1. 役員の行なう業務執行のために要する経費および評議員会のために要する経費
2. 総務・人事・財務・経理その他これに準ずる法人業務に要する経費
3. 教職員の福利厚生のための経費
4. 教育研究活動以外に使用する施設、設備の修繕、維持、保全に要する経費
(減価償却贅を含む。)
5. 学生生徒等の募集のために要する経費
6. 補助活動事業のうち食堂、売店のために要する経費
7. 附属病院業務のうち教育研究業務以外の業務に要する経費

要するに、この項目に当てはまらないかつ、特定の使途に従った経費のことを教育研究経費と呼ぶみたいです。この特定の使途とは十中八九、教育と研究のことでしょう。

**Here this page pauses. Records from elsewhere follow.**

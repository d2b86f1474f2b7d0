//! 账号领域事件与线上格式
//!
//! 字段名和时间格式是跨服务契约，保持稳定。
//! 时间一律按 UTC 渲染，不带时区偏移，双方约定在配置层面对齐。

use chrono::NaiveDateTime;
use serde::{Deserialize, Serialize};
use uuid::Uuid;

/// 注册事件 topic
pub const USER_CONFIRMATION_TOPIC: &str = "user-confirmation-topic";
/// 登录事件 topic
pub const USER_LOGIN_TOPIC: &str = "user-login-topic";

/// 线上时间格式：yyyy-MM-ddTHH:mm:ss
pub(crate) mod wire_datetime {
    use chrono::NaiveDateTime;
    use serde::{self, Deserialize, Deserializer, Serializer};

    const FORMAT: &str = "%Y-%m-%dT%H:%M:%S";

    pub fn serialize<S: Serializer>(dt: &NaiveDateTime, serializer: S) -> Result<S::Ok, S::Error> {
        serializer.serialize_str(&dt.format(FORMAT).to_string())
    }

    pub fn deserialize<'de, D: Deserializer<'de>>(
        deserializer: D,
    ) -> Result<NaiveDateTime, D::Error> {
        let s = String::deserialize(deserializer)?;
        NaiveDateTime::parse_from_str(&s, FORMAT).map_err(serde::de::Error::custom)
    }
}

/// 用户已注册，携带待投递的验证码
#[derive(Debug, Clone, PartialEq, Serialize, Deserialize)]
#[serde(rename_all = "camelCase")]
pub struct RegistrationEvent {
    pub user_id: Uuid,
    /// 事件发生时刻的投递地址，之后不再回读账号
    pub email: String,
    pub verification_code: String,
    #[serde(with = "wire_datetime")]
    pub verification_code_expiration: NaiveDateTime,
}

/// 用户已登录
#[derive(Debug, Clone, PartialEq, Serialize, Deserialize)]
#[serde(rename_all = "camelCase")]
pub struct LoginEvent {
    pub user_id: Uuid,
    pub email: String,
    #[serde(with = "wire_datetime")]
    pub user_login_time: NaiveDateTime,
}

/// 账号事件
///
/// 发布前由 Publisher 独占持有，交给 broker 后成为不可变的线上记录
#[derive(Debug, Clone, PartialEq)]
pub enum AccountEvent {
    Registration(RegistrationEvent),
    Login(LoginEvent),
}

impl AccountEvent {
    /// 事件类型对应的 topic
    pub fn topic(&self) -> &'static str {
        match self {
            AccountEvent::Registration(_) => USER_CONFIRMATION_TOPIC,
            AccountEvent::Login(_) => USER_LOGIN_TOPIC,
        }
    }

    /// 分区键：同一账号的事件全部落在同一分区
    pub fn partition_key(&self) -> String {
        match self {
            AccountEvent::Registration(e) => e.user_id.to_string(),
            AccountEvent::Login(e) => e.user_id.to_string(),
        }
    }
}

教育研究経費の項目を見てみましょう。光熱水費支出を例に挙げてみましょう。この項目は管理経費にも同じ項目があります。光熱水費支出は授業の実験で使用した場合は恐らく教育研究経費に分類されるでしょう。しかし、日常的な学校運営で使用された場合は恐らく管理経費に分類されるでしょう。

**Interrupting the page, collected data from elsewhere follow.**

//! 账号应用服务
//!
//! 注册、登录、验证码验证与补发、登出。
//! 注册路径的事件发布是同步的，发布失败即注册失败；
//! 登录路径的事件发布是尽力而为的。

use std::sync::Arc;

use chrono::Utc;
use mailflow_common::UserId;
use mailflow_errors::{AppError, AppResult};
use mailflow_ports::TokenRevocationSet;
use tracing::{debug, info, warn};

use crate::domain::events::{LoginEvent, RegistrationEvent};
use crate::domain::{CodeGenerator, Email, PasswordHasher, TokenIssuer, User, UserRepository};
use crate::infrastructure::events::AccountEventPublisher;

/// 注册请求
#[derive(Debug, Clone)]
pub struct RegisterRequest {
    pub username: String,
    pub email: String,
    pub password: String,
}

/// 用户视图
#[derive(Debug, Clone)]
pub struct UserDto {
    pub user_id: UserId,
    pub username: String,
    pub email: String,
    pub enabled: bool,
}

impl From<&User> for UserDto {
    fn from(user: &User) -> Self {
        Self {
            user_id: user.user_id,
            username: user.username.clone(),
            email: user.email.to_string(),
            enabled: user.enabled,
        }
    }
}

/// 登录结果
#[derive(Debug, Clone)]
pub struct LoginResponse {
    pub user_id: UserId,
    pub token: String,
}

/// 账号应用服务
pub struct UserAccountService {
    repo: Arc<dyn UserRepository>,
    hasher: Arc<dyn PasswordHasher>,
    tokens: Arc<dyn TokenIssuer>,
    revoked: Arc<dyn TokenRevocationSet>,
    generator: CodeGenerator,
    events: AccountEventPublisher,
}

impl UserAccountService {
    pub fn new(
        repo: Arc<dyn UserRepository>,
        hasher: Arc<dyn PasswordHasher>,
        tokens: Arc<dyn TokenIssuer>,
        revoked: Arc<dyn TokenRevocationSet>,
        generator: CodeGenerator,
        events: AccountEventPublisher,
    ) -> Self {
        Self {
            repo,
            hasher,
            tokens,
            revoked,
            generator,
            events,
        }
    }

    /// 注册新账号并同步发布注册事件
    pub async fn register(&self, request: RegisterRequest) -> AppResult<UserDto> {
        let email = Email::new(&request.email)?;

        if self.repo.exists_by_username(&request.username).await? {
            return Err(AppError::conflict("Username already exists"));
        }
        if self.repo.exists_by_email(email.as_str()).await? {
            return Err(AppError::conflict("Email already exists"));
        }

        let now = Utc::now();
        let password_hash = self.hasher.hash(&request.password)?;
        let code = self.generator.generate(now);
        let code_value = code.value.clone();
        let code_expiration = code.expires_at.naive_utc();

        let user = User::new(&request.username, email, password_hash, code, now);
        self.repo.save(&user).await?;

        let event = RegistrationEvent {
            user_id: user.user_id.as_uuid(),
            email: user.email.to_string(),
            verification_code: code_value,
            verification_code_expiration: code_expiration,
        };
        // 发布失败向上传播：没有至少一次通知尝试，注册不算完成
        self.events.publish_registration(&event).await?;

        info!(user_id = %user.user_id, "User registered");
        Ok(UserDto::from(&user))
    }

    /// 登录并尽力而为地发布登录事件
    pub async fn login(&self, email: &str, password: &str) -> AppResult<LoginResponse> {
        let user = self
            .repo
            .find_by_email(email)
            .await?
            .ok_or_else(|| AppError::unauthorized("Invalid credentials"))?;

        if !self.hasher.verify(password, &user.password_hash)? {
            return Err(AppError::unauthorized("Invalid credentials"));
        }

        let issued = self.tokens.issue(&user.user_id)?;

        self.events.publish_login_detached(LoginEvent {
            user_id: user.user_id.as_uuid(),
            email: user.email.to_string(),
            user_login_time: Utc::now().naive_utc(),
        });

        info!(user_id = %user.user_id, "User logged in");
        Ok(LoginResponse {
            user_id: user.user_id,
            token: issued.token,
        })
    }

    /// 用验证码完成账号验证
    pub async fn verify(&self, email: &str, code: &str) -> AppResult<UserDto> {
        let mut user = self
            .repo
            .find_by_email(email)
            .await?
            .ok_or_else(|| AppError::not_found("User not found"))?;

        if !user.apply_verification(code, Utc::now()) {
            warn!(user_id = %user.user_id, "Verification attempt rejected");
            return Err(AppError::validation("Invalid or expired verification code"));
        }

        self.repo.save(&user).await?;

        info!(user_id = %user.user_id, "User verified");
        Ok(UserDto::from(&user))
    }

    /// 补发验证码：覆盖在档验证码并重新发布注册事件
    pub async fn resend_code(&self, email: &str) -> AppResult<()> {
        let mut user = self
            .repo
            .find_by_email(email)
            .await?
            .ok_or_else(|| AppError::not_found("User not found"))?;

        let code = self.generator.generate(Utc::now());
        let code_value = code.value.clone();
        let code_expiration = code.expires_at.naive_utc();
        user.set_verification_code(code);
        self.repo.save(&user).await?;

        let event = RegistrationEvent {
            user_id: user.user_id.as_uuid(),
            email: user.email.to_string(),
            verification_code: code_value,
            verification_code_expiration: code_expiration,
        };
        self.events.publish_registration(&event).await?;

        info!(user_id = %user.user_id, "Verification code reissued");
        Ok(())
    }

    /// 登出：吊销令牌，TTL 为令牌剩余有效期
    pub async fn logout(&self, token: &str) -> AppResult<()> {
        let claims = match self.tokens.validate(token) {
            Ok(claims) => claims,
            Err(e) => {
                // 无效令牌没有可吊销的身份
                debug!(error = %e, "Logout with invalid token");
                return Ok(());
            }
        };

        let remaining = (claims.expires_at - Utc::now())
            .to_std()
            .unwrap_or_default();
        self.revoked.revoke(&claims.token_id, remaining).await;

        info!(user_id = %claims.user_id, "Token revoked");
        Ok(())
    }

    /// 校验令牌：已吊销的令牌视为无效
    pub async fn validate_token(&self, token: &str) -> bool {
        match self.tokens.validate(token) {
            Ok(claims) => !self.revoked.is_revoked(&claims.token_id).await,
            Err(_) => false,
        }
    }
}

では、研究や教育に早稲田は力をいれておらず、慶應義塾の方が圧倒的にお金を研究や教育に力をいれているのか?と言うと、そんなことはなさそうです。これまた、慶應義塾は医学部・附属病院があり、そこでの経費がとても大きいです。慶應義塾の635億0637万1177円に対して、医療経費支出は264億7374万7088円と実に42%も占めています。この医療経費支出を除くと、慶應義塾の教育研究経費は370億3262万4089円になり、早稲田の328億2363万3558円とだいぶ近くなりました。こう見ると、医学部以外の大学機関を比較すると、そんなに大差ないのでは?と思えました。

総括

本当はB/Sも見ようと思ったのですが、見ていてもあんまりおもしろくなかったので、やめました。ごめんなさい。
日本の私立大学で2強と思われている慶應義塾と早稲田を要する2法人を比較しましたが、医学部があるかどうかで収入と支出が大きく変わるが、医学部のそれを除けば大差ないんだなぁと思いました。
ただ、MITは学生数がおよそ1万人と早慶4分の1~5分の1であるが、収入は3倍もあるのを見ると、もっと早慶もお金を稼いで、教育研究や人件費にお金を使うことができるのではないでしょうか?国公立であれば、国からの予算管理等がありそうですが、私立であれば、国公立ほど厳しくなさそうなので、もっと良い教育、研究を行うために貪欲になっても良いのでは?と思いました。もちろん、「生徒が大金を用意すれば、入学できる。」という状況を作って欲しいわけではなく、「学費は高いが、卒業後は研究機関や民間企業で素晴らしい成果を残すことができる。」状況を作るために収益を上げようとするのは、悪いことではないと思います。
研究や教育には金が掛かるものなはずで、その金にアメリカとの差があるのは恐らく間違いありません。その差を埋めるためにも何か収益を上げる仕組みを作って欲しいです。